**Aim of the task:** Look through the listing below for lines containing "checksummed". State how many there are, and nothing else.
Data for this task Start Marker
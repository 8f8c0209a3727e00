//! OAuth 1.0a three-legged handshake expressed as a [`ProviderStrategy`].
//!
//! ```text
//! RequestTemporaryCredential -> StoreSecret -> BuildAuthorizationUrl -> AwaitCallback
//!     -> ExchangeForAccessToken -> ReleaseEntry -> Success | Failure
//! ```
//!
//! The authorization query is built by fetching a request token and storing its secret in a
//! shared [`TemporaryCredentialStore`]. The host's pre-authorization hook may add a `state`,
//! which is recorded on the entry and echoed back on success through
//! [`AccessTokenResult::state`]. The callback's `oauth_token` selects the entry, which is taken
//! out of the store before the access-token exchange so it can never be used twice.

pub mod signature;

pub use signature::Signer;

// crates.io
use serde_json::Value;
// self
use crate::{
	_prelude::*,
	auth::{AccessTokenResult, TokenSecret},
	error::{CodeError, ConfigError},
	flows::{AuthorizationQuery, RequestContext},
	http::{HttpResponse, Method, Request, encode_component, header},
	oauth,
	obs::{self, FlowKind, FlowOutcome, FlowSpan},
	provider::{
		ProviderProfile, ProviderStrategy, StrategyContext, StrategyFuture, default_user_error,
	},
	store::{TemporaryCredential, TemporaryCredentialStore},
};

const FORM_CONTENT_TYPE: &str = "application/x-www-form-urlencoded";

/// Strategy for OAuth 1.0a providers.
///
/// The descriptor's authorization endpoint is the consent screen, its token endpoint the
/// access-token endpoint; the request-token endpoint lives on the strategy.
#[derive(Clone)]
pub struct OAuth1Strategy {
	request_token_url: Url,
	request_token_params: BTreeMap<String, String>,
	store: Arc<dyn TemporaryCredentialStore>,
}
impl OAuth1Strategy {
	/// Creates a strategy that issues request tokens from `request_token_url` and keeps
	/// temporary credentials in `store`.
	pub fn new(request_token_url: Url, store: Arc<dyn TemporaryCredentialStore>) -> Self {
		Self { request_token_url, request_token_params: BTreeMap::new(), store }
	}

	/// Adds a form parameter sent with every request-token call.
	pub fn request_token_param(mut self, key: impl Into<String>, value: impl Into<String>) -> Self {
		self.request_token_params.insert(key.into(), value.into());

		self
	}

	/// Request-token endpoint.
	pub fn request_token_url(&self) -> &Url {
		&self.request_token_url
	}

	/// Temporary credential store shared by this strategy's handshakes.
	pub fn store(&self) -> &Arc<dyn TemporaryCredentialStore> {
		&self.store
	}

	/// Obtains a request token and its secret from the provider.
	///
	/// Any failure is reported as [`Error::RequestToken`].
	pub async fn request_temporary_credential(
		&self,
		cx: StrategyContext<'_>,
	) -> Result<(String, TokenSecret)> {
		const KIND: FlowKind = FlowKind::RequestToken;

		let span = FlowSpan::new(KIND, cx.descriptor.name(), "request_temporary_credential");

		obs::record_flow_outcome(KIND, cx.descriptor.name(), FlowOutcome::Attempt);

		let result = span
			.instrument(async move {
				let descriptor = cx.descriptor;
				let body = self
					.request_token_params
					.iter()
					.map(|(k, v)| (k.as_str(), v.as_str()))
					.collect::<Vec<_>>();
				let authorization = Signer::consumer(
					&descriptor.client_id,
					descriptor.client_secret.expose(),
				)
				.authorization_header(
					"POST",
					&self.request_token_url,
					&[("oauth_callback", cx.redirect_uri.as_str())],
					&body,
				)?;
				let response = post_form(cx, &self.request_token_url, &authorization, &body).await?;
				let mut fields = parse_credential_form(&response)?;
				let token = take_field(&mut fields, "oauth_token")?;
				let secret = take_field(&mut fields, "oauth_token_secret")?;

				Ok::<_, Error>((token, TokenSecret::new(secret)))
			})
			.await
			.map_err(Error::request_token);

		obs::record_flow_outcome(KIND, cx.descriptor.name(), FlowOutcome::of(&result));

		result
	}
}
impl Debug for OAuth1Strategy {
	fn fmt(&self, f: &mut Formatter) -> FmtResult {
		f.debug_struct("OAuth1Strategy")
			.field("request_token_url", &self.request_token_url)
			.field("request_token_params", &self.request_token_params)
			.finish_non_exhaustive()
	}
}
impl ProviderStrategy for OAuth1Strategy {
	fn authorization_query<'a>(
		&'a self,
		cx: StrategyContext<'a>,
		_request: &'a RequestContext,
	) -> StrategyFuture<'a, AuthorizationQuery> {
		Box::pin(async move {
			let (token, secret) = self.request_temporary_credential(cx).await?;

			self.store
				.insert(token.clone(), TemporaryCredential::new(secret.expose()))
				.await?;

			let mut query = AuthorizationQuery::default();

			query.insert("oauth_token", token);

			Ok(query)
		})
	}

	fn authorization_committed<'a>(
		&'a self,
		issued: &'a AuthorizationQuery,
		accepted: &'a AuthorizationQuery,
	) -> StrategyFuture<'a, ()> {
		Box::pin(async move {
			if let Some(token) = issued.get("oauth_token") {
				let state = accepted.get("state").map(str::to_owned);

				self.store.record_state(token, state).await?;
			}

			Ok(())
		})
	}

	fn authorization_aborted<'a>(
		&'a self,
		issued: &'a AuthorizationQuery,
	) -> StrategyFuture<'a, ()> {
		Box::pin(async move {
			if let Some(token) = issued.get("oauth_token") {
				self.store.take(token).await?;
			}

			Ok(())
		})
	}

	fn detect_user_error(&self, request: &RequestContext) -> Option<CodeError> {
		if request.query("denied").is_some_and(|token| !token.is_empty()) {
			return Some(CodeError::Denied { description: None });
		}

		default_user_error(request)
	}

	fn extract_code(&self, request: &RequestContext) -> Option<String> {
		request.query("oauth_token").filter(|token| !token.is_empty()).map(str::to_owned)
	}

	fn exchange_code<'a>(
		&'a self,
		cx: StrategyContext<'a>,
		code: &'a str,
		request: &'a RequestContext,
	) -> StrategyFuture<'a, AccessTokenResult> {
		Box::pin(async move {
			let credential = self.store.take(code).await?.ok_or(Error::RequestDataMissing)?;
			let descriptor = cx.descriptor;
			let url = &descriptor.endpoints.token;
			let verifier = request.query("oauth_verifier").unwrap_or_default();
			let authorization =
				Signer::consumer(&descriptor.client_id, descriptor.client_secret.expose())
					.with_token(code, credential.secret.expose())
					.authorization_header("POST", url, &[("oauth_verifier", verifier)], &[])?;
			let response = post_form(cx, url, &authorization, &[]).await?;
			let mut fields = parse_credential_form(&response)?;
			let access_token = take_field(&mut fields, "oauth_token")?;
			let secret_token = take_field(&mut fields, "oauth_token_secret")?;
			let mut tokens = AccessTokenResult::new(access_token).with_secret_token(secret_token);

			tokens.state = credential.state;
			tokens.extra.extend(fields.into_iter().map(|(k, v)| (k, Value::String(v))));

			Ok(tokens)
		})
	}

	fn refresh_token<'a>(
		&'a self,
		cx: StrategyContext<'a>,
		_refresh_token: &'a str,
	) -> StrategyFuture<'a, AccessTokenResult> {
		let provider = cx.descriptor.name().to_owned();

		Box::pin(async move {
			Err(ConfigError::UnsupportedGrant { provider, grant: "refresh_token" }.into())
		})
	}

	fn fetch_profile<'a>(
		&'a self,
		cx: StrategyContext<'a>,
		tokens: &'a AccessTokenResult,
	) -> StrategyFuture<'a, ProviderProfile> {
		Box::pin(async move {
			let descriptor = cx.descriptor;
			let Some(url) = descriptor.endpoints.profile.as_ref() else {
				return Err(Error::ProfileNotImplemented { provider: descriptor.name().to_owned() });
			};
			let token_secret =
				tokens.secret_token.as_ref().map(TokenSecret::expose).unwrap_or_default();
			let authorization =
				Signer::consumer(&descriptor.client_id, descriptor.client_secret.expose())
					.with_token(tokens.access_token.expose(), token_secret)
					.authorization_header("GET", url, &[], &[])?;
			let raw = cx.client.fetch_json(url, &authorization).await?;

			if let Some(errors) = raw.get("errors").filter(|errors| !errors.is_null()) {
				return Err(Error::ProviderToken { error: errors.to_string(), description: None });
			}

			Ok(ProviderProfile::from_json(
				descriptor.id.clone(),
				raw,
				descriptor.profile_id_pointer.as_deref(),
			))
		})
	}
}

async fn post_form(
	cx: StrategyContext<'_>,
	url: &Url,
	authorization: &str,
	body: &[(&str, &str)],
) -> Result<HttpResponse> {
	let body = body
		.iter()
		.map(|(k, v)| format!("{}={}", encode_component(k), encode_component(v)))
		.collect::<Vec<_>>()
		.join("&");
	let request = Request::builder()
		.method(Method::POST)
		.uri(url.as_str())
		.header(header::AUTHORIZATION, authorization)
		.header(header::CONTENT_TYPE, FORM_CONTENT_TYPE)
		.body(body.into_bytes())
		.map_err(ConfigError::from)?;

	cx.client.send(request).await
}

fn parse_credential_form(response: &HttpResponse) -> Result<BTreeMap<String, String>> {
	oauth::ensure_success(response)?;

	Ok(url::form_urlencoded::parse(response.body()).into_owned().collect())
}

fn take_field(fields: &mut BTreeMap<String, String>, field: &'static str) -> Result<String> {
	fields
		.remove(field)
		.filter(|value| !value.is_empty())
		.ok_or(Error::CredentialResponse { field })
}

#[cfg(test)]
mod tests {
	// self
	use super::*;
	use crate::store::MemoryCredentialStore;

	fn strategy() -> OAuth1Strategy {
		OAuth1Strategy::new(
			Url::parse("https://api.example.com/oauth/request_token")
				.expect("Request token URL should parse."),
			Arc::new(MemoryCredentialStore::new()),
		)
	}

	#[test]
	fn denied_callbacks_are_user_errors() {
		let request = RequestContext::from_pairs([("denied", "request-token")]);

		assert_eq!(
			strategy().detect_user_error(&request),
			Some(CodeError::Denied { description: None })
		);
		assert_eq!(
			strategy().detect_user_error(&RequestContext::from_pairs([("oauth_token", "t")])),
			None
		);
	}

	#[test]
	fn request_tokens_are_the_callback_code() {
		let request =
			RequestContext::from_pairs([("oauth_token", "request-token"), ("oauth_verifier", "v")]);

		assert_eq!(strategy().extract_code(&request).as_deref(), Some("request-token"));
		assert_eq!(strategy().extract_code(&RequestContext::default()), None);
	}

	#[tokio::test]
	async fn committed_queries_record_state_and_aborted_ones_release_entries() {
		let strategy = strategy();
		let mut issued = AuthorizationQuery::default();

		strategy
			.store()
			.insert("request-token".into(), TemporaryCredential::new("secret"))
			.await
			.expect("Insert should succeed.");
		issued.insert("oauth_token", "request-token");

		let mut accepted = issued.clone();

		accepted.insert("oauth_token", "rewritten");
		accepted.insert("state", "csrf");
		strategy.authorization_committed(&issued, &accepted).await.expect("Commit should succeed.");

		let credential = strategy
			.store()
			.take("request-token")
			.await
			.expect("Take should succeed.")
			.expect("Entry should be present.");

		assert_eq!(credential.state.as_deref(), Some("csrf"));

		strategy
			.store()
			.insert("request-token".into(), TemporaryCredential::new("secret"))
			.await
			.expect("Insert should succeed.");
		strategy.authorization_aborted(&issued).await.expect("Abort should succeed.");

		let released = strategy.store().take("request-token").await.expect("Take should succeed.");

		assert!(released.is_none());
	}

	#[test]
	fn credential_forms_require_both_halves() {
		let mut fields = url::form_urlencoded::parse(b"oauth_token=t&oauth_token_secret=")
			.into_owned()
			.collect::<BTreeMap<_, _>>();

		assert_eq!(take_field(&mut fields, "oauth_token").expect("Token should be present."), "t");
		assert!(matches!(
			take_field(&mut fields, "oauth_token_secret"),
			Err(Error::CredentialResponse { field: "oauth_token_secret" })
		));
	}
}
Data for this task End Marker
Data for this task Start Marker
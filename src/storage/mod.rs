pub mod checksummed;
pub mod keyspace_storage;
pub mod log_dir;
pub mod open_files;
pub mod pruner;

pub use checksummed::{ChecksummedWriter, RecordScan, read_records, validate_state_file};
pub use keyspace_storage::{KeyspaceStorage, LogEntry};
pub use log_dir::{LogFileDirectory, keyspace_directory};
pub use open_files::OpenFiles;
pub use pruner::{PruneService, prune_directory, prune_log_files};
Data for this task End Marker
Data for this task Start Marker
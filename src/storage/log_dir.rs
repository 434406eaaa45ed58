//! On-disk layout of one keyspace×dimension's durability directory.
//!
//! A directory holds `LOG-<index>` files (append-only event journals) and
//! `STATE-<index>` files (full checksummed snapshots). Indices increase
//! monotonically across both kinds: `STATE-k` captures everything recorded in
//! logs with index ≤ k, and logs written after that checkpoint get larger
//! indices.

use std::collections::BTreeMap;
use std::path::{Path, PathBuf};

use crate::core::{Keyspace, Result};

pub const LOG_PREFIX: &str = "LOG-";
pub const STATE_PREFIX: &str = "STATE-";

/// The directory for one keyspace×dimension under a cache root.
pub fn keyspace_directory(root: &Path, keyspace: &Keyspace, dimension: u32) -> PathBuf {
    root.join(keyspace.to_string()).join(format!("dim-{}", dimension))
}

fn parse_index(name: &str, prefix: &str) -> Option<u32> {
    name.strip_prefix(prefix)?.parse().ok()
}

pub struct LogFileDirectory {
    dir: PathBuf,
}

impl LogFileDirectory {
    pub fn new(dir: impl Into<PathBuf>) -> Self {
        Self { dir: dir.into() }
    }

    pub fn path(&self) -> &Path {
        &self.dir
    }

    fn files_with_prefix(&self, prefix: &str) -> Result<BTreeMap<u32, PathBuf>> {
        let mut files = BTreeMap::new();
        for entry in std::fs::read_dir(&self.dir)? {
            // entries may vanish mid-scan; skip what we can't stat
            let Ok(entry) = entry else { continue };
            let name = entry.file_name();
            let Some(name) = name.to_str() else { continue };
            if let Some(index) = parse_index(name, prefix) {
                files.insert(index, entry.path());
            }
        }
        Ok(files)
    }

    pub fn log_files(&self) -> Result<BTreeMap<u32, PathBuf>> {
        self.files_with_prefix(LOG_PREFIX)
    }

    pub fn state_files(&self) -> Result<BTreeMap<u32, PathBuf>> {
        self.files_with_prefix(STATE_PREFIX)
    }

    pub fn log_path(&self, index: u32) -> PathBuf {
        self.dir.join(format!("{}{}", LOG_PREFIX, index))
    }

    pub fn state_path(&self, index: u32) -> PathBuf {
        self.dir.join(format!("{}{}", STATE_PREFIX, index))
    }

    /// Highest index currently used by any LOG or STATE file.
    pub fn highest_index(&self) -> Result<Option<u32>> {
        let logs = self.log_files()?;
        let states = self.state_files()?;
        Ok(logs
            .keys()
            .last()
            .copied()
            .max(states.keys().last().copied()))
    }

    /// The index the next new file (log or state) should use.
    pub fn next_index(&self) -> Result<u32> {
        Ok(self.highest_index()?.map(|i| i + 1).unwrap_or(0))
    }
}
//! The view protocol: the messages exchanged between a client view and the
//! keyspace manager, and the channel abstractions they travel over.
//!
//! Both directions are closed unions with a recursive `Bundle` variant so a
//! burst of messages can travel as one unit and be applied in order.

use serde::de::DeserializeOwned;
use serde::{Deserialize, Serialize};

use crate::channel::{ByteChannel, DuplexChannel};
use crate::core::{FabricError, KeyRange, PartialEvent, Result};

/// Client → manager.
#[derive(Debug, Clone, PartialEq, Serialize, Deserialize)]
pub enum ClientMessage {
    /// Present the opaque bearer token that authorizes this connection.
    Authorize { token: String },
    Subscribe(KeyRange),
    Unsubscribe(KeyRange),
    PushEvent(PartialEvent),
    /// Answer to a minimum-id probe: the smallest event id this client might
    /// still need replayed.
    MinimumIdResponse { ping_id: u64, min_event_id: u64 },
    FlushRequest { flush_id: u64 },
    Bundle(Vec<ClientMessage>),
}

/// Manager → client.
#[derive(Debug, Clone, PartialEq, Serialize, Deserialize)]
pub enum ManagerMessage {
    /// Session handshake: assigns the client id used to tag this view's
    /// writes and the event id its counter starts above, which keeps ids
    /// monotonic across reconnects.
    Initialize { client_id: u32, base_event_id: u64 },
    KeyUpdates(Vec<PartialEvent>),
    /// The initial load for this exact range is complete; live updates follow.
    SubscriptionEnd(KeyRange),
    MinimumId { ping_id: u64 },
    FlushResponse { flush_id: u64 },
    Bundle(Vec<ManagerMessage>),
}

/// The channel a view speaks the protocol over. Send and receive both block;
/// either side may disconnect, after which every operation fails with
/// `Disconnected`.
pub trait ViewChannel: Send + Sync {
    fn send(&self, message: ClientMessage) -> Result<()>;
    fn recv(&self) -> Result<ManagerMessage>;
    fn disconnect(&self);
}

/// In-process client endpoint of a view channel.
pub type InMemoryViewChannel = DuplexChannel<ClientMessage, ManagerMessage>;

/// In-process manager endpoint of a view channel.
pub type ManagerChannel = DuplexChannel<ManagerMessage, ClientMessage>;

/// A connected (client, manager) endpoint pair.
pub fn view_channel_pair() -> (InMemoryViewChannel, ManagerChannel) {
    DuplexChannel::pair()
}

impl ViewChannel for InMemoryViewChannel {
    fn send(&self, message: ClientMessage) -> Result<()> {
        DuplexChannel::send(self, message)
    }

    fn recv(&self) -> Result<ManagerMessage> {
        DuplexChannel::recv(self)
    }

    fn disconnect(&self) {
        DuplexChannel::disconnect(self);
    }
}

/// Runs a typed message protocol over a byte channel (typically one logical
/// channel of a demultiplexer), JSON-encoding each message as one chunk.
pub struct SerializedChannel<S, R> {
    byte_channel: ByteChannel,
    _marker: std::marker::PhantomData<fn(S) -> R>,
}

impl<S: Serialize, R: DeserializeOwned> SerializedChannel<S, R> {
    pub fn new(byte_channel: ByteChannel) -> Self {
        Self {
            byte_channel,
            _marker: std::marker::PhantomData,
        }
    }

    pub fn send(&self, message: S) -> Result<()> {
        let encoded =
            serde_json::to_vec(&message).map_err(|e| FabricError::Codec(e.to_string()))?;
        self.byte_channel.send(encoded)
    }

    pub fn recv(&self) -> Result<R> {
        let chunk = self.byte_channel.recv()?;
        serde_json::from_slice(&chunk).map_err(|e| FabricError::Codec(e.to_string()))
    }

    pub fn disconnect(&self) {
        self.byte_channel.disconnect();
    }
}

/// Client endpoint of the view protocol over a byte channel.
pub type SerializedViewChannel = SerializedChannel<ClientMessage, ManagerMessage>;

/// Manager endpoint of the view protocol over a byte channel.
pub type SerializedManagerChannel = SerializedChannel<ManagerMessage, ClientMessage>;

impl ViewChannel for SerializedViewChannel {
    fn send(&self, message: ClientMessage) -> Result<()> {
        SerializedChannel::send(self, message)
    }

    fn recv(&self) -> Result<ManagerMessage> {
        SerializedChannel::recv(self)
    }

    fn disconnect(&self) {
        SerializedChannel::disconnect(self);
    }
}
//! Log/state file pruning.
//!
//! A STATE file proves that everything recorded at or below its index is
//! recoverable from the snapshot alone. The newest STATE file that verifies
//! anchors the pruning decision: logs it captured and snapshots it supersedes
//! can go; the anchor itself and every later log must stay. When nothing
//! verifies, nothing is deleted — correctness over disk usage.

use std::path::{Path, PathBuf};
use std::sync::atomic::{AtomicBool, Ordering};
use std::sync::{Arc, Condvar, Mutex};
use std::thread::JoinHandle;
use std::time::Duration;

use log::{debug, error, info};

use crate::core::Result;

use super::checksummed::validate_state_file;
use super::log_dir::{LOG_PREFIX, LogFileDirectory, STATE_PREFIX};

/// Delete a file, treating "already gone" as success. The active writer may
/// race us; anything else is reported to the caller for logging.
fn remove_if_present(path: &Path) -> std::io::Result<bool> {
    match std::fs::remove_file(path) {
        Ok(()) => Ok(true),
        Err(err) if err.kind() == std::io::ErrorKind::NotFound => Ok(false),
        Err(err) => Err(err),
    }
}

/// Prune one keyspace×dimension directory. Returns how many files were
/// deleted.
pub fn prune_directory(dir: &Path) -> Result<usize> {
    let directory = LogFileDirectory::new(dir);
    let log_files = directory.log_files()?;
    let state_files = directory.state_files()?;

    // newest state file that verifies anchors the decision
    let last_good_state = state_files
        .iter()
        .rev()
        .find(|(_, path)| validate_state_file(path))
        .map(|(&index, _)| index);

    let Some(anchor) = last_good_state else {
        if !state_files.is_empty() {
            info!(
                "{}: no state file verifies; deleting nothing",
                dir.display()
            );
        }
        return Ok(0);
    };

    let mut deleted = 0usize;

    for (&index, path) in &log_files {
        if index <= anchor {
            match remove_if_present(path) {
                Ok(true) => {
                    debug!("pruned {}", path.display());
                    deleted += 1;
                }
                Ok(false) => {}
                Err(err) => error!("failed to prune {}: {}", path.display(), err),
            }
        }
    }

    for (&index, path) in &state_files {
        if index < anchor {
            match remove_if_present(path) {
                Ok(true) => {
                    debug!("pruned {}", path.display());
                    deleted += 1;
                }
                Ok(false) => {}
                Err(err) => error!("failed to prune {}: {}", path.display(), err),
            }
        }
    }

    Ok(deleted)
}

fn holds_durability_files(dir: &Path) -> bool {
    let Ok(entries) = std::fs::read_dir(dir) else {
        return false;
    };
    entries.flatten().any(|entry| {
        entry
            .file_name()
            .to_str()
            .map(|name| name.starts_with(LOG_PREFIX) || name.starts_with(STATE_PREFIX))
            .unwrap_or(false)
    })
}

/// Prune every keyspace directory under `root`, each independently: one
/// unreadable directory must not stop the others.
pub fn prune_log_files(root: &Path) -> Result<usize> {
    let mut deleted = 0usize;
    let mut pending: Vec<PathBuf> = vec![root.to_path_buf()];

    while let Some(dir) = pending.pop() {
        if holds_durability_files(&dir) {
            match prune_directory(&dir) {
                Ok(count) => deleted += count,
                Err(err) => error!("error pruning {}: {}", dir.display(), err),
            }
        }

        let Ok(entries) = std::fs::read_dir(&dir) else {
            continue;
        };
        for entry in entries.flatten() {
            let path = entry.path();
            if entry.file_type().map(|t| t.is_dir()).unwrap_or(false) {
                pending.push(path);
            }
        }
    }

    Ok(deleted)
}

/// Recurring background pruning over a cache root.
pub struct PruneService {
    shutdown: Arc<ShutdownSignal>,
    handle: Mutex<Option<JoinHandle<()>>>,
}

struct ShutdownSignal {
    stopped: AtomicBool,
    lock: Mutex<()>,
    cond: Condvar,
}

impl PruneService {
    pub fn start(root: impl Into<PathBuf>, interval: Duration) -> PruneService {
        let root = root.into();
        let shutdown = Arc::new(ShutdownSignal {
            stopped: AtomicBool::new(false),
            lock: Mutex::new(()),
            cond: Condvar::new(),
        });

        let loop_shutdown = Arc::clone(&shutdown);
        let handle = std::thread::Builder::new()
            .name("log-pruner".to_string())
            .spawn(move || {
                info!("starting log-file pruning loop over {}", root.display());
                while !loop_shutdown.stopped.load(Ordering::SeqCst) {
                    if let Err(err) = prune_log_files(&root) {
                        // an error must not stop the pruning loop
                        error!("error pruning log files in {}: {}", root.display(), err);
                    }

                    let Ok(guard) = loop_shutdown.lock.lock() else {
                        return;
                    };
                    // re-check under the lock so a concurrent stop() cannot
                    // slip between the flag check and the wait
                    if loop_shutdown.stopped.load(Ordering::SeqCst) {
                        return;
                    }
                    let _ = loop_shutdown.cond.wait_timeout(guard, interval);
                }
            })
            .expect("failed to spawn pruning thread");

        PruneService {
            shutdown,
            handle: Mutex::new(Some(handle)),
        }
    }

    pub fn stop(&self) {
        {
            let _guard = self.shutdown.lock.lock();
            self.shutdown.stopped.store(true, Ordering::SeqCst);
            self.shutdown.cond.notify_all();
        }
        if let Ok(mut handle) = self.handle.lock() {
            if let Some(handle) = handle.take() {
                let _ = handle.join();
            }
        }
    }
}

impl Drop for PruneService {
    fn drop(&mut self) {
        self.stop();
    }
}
Data for this task End Marker
**Expected answer:** 4